Start of INPUT MATERIAL

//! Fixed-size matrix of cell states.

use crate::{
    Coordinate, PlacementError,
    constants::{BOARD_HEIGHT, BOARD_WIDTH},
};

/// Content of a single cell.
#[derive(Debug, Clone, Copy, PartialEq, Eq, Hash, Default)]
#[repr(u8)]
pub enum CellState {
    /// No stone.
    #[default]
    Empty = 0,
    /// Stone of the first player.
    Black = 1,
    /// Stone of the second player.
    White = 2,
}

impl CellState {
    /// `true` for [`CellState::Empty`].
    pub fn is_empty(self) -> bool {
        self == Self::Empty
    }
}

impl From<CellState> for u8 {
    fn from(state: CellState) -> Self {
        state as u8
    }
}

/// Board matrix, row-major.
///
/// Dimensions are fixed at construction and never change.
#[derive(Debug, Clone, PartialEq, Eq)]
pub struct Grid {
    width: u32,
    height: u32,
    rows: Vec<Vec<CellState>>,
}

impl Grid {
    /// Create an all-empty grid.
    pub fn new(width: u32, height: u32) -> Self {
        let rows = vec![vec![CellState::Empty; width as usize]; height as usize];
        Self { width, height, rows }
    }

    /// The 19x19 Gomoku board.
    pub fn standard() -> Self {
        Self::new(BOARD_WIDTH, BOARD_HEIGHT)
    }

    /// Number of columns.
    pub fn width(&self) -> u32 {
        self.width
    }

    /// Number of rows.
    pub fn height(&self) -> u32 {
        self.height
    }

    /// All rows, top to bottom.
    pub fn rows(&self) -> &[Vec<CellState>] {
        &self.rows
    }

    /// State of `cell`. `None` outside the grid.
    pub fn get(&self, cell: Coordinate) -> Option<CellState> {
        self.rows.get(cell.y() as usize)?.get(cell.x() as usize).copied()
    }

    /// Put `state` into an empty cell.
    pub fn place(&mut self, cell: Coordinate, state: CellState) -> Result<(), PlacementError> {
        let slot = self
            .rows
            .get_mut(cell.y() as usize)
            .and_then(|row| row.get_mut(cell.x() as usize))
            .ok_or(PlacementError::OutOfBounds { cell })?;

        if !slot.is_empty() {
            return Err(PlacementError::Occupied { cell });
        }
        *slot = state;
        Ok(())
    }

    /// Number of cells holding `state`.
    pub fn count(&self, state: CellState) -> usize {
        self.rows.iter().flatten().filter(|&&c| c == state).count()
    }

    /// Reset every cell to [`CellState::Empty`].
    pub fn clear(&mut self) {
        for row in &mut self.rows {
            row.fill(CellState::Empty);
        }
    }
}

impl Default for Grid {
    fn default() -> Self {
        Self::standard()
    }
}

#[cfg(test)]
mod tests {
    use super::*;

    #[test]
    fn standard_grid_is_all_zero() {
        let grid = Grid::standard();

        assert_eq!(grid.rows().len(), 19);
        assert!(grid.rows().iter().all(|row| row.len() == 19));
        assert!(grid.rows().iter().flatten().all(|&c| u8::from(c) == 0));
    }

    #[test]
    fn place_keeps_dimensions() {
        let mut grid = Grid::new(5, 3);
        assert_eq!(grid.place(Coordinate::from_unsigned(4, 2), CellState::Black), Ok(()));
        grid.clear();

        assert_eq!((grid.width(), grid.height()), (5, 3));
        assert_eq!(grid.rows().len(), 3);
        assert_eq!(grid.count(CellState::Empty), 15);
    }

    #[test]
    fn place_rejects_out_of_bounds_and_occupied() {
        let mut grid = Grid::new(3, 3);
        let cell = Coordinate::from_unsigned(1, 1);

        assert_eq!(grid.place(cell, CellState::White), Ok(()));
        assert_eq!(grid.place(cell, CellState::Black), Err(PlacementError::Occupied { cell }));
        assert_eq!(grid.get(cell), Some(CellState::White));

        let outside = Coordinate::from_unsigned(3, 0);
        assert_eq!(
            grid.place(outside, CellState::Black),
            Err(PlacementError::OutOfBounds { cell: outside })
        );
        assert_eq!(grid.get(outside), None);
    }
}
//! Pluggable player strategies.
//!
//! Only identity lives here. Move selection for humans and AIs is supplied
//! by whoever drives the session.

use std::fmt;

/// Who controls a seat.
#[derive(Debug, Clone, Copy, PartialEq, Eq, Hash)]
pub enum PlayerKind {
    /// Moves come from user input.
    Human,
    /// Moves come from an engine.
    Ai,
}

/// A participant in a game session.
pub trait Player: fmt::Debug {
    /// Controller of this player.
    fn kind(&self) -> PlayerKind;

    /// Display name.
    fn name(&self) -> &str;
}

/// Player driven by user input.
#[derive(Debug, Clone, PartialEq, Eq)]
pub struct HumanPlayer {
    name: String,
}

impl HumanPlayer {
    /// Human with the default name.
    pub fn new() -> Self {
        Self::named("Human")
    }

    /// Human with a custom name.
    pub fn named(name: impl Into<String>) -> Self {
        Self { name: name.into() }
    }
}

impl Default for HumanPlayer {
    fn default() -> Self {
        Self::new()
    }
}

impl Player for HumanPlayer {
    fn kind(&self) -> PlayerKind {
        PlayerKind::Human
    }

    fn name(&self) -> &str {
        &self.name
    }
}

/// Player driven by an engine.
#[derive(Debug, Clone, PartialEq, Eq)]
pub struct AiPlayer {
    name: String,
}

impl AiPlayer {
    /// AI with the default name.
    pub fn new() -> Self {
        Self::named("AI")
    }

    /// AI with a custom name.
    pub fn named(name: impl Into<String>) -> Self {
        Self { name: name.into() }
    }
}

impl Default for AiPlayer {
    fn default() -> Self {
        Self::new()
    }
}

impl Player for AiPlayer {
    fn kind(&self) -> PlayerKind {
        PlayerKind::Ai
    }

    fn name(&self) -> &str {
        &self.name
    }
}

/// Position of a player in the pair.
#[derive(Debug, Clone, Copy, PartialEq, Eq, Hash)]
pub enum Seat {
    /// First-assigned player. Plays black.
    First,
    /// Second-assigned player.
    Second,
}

End of INPUT MATERIAL

§ **TASK DETAILS**
Every line that contains the string "flatten" should be returned from the data.

§ **COMPLETED EXERCISE**
        self.rows.iter().flatten().filter(|&&c| c == state).count()
        assert!(grid.rows().iter().flatten().all(|&c| u8::from(c) == 0));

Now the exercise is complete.